Feature - Joe Hellerstein on cloud programming
Earlier this year, we discussed the possibilities raised by working with parallel programming languages in an interview with John Shalf. This week, iSGTW interviews Joe Hellerstein, the principle investigator for the Berkeley Orders Of Magnitude project, about cloud programming languages. Hellerstein is a professor of computer science at the University of California, Berkeley, where he focuses his work on data-centric systems and the ways in which they drive computing.
Why do we need a language for cloud programming, what makes a cloud programming language different from a parallel programming language, and how do cloud programming languages work? Read on for answers to these and other questions.
iSGTW: What is cloud programming?
Hellerstein: I think of “the cloud” as a new computing platform, the way that the PC or the mobile phone were new platforms when they were introduced. In general, a new platform takes off when creative software engineers find a way to exploit the unique properties that the platform offers. The unique property of cloud computing is to commoditize programmer access to thousands of CPUs and disks.
The next step for cloud computing is to enable creative people to translate their ideas for the platform into reality, by providing a programming environment.
iSGTW: Why do programmers need cloud programming?
Hellerstein: Of course it’s possible to write cloud software with existing programming environments and languages. That’s precisely what goes on inside large clusters at the big hosted services. The problem is that the environments at hand today were designed for single-node programming, and using them to write scalable, robust cloud services is incredibly difficult. As a result, there are very few programmers with the competency to write cloud services that take advantage of the platform’s potential. And even those programmers are only a fraction as productive as they could be. In general, the potential for creativity in developing new technologies on the cloud is being stymied by an inability to quickly write software, learn from the experience, and move forward.
iSGTW: How does cloud programming differ from parallel programming?

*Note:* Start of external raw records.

//! Single statement analysis command.

use anyhow::Result;
use clap::Args;
use emodetect_client::{EmotionClassifier, WatsonClient};
use emodetect_core::{AnalysisResult, ClassifierConfig};
use tracing::debug;

use crate::output;

#[derive(Args)]
pub struct AnalyzeArgs {
    /// Text to classify
    pub text: String,

    /// Print the score report as JSON
    #[arg(long)]
    pub json: bool,
}

pub async fn execute(args: AnalyzeArgs, config: &ClassifierConfig) -> Result<()> {
    debug!(endpoint = %config.endpoint, "Analyzing single statement");
    let client = WatsonClient::new(config);
    let result = client.analyze(&args.text).await;

    if args.json {
        println!("{}", serde_json::to_string_pretty(&result.report())?);
    } else {
        output::print_result(&args.text, &result);
    }

    match result {
        AnalysisResult::Scores(_) => Ok(()),
        AnalysisResult::Failed(failure) => Err(failure.into()),
    }
}
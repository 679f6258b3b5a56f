use std::ffi::{OsStr, OsString};
use std::fmt;
use std::path::{Path, PathBuf};
use std::process::Command;

/// An invocation of an external program
#[derive(Debug, Clone, PartialEq)]
pub struct ExternalCommand {
    /// Short description used in progress messages
    pub label: &'static str,
    pub program: PathBuf,
    pub args: Vec<OsString>,
}

impl ExternalCommand {
    pub fn new(label: &'static str, program: impl Into<PathBuf>) -> Self {
        Self {
            label,
            program: program.into(),
            args: Vec::new(),
        }
    }

    /// Appends a single argument
    pub fn arg(mut self, arg: impl AsRef<OsStr>) -> Self {
        self.args.push(arg.as_ref().to_os_string());
        self
    }

    /// Appends a flag followed by its value, e.g. `-ref ct.nii.gz`
    pub fn opt(self, flag: &str, value: impl AsRef<OsStr>) -> Self {
        self.arg(flag).arg(value)
    }

    /// Program file name without its directory
    pub fn program_name(&self) -> String {
        self.program
            .file_name()
            .unwrap_or(self.program.as_os_str())
            .to_string_lossy()
            .into_owned()
    }

    /// Arguments as strings, lossily converted
    pub fn arg_strings(&self) -> Vec<String> {
        self.args
            .iter()
            .map(|a| a.to_string_lossy().into_owned())
            .collect()
    }

    /// Whether `path` is passed anywhere in the argument list
    pub fn uses(&self, path: &Path) -> bool {
        self.args.iter().any(|a| Path::new(a) == path)
    }

    pub fn to_command(&self) -> Command {
        let mut command = Command::new(&self.program);
        command.args(&self.args);
        command
    }
}

impl fmt::Display for ExternalCommand {
    fn fmt(&self, f: &mut fmt::Formatter<'_>) -> fmt::Result {
        write!(f, "{}", self.program.display())?;
        for arg in &self.args {
            write!(f, " {}", arg.to_string_lossy())?;
        }
        Ok(())
    }
}

#[cfg(test)]
mod tests {
    use super::*;

    #[test]
    fn test_command_display() {
        let cmd = ExternalCommand::new("test", "/nr/reg_aladin")
            .opt("-ref", "ct.nii.gz")
            .arg("-rigOnly");

        assert_eq!(cmd.to_string(), "/nr/reg_aladin -ref ct.nii.gz -rigOnly");
        assert_eq!(cmd.program_name(), "reg_aladin");
        assert_eq!(cmd.arg_strings(), vec!["-ref", "ct.nii.gz", "-rigOnly"]);
    }

    #[test]
    fn test_command_uses() {
        let cmd = ExternalCommand::new("test", "mrmath").arg("/out/a.nii.gz");
        assert!(cmd.uses(Path::new("/out/a.nii.gz")));
        assert!(!cmd.uses(Path::new("/out/b.nii.gz")));
    }

    #[test]
    fn test_to_command() {
        let cmd = ExternalCommand::new("test", "mrmath").opt("-axis", "4");
        let command = cmd.to_command();
        assert_eq!(command.get_program(), "mrmath");
        assert_eq!(command.get_args().collect::<Vec<_>>(), vec!["-axis", "4"]);
    }
}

Hellerstein: Parallel computation is certainly a big part of the intellectual hurdle in cloud programming. Cloud programming requires programmers to manage not only parallelism, but also the way it interacts with the complexities of distributed computing and database management. Because a cloud platform is made up of clusters of thousands of machines, the platform per se displays component failures on a regular basis. So in addition to parallelism, the programmer has to deal with node failures and large variations in compute and messaging speeds. And it’s likely that any service that uses thousands of CPUs will also manage terabytes to petabytes of storage. For both technical and economic reasons, this typically requires today’s programmers to cobble together custom solutions for data management: dealing with data replication and consistency, and writing custom data analysis and transformation logic.
iSGTW: How does Bloom approach the problem of cloud programming?
Hellerstein: Bloom starts by throwing out the classical von Neumann model of the computer that underlies traditional programming: the array of memory, and step-by-step recipes for a CPU to follow. With a little distance, it’s obvious that this is a horrible abstraction for thousands of machines working in parallel on massive, highly-replicated data sets. And yet all the popular programming environments are built on the von Neumann model. So most of the effort in cloud programming today is wasted bridging this gap. Programmers are forced to write ordered, step-by-step programs for individual machines, and they have to reason about and control how those ordered threads of computation might interleave when run on multiple machines.
Bloom starts from the other direction. Its building blocks provide disordered computation as a default. Instead of an array of memory, it provides unordered sets of data as its core storage abstraction. Instead of ordered computational steps, programmers assemble unordered collections of logical expressions. Using this “disorderly” baseline, Bloom provides additional tools for programmers to identify points in their program where ordering is required to clarify the meaning of their computational properties, independent of parallelism. Once identified, these “points of order” can be imposed via well-known coordination protocols that are provided in the language, and it is relatively easy to build new ones in Bloom. The important point is that programmers are not enticed into introducing order into their programs unless it’s absolutely needed, and as a result they naturally write code that parallelizes well. For similar reasons, Bloom code makes replication of data and computation relatively easy to achieve, which attacks the challenges of distributed databases and fault-tolerant computing.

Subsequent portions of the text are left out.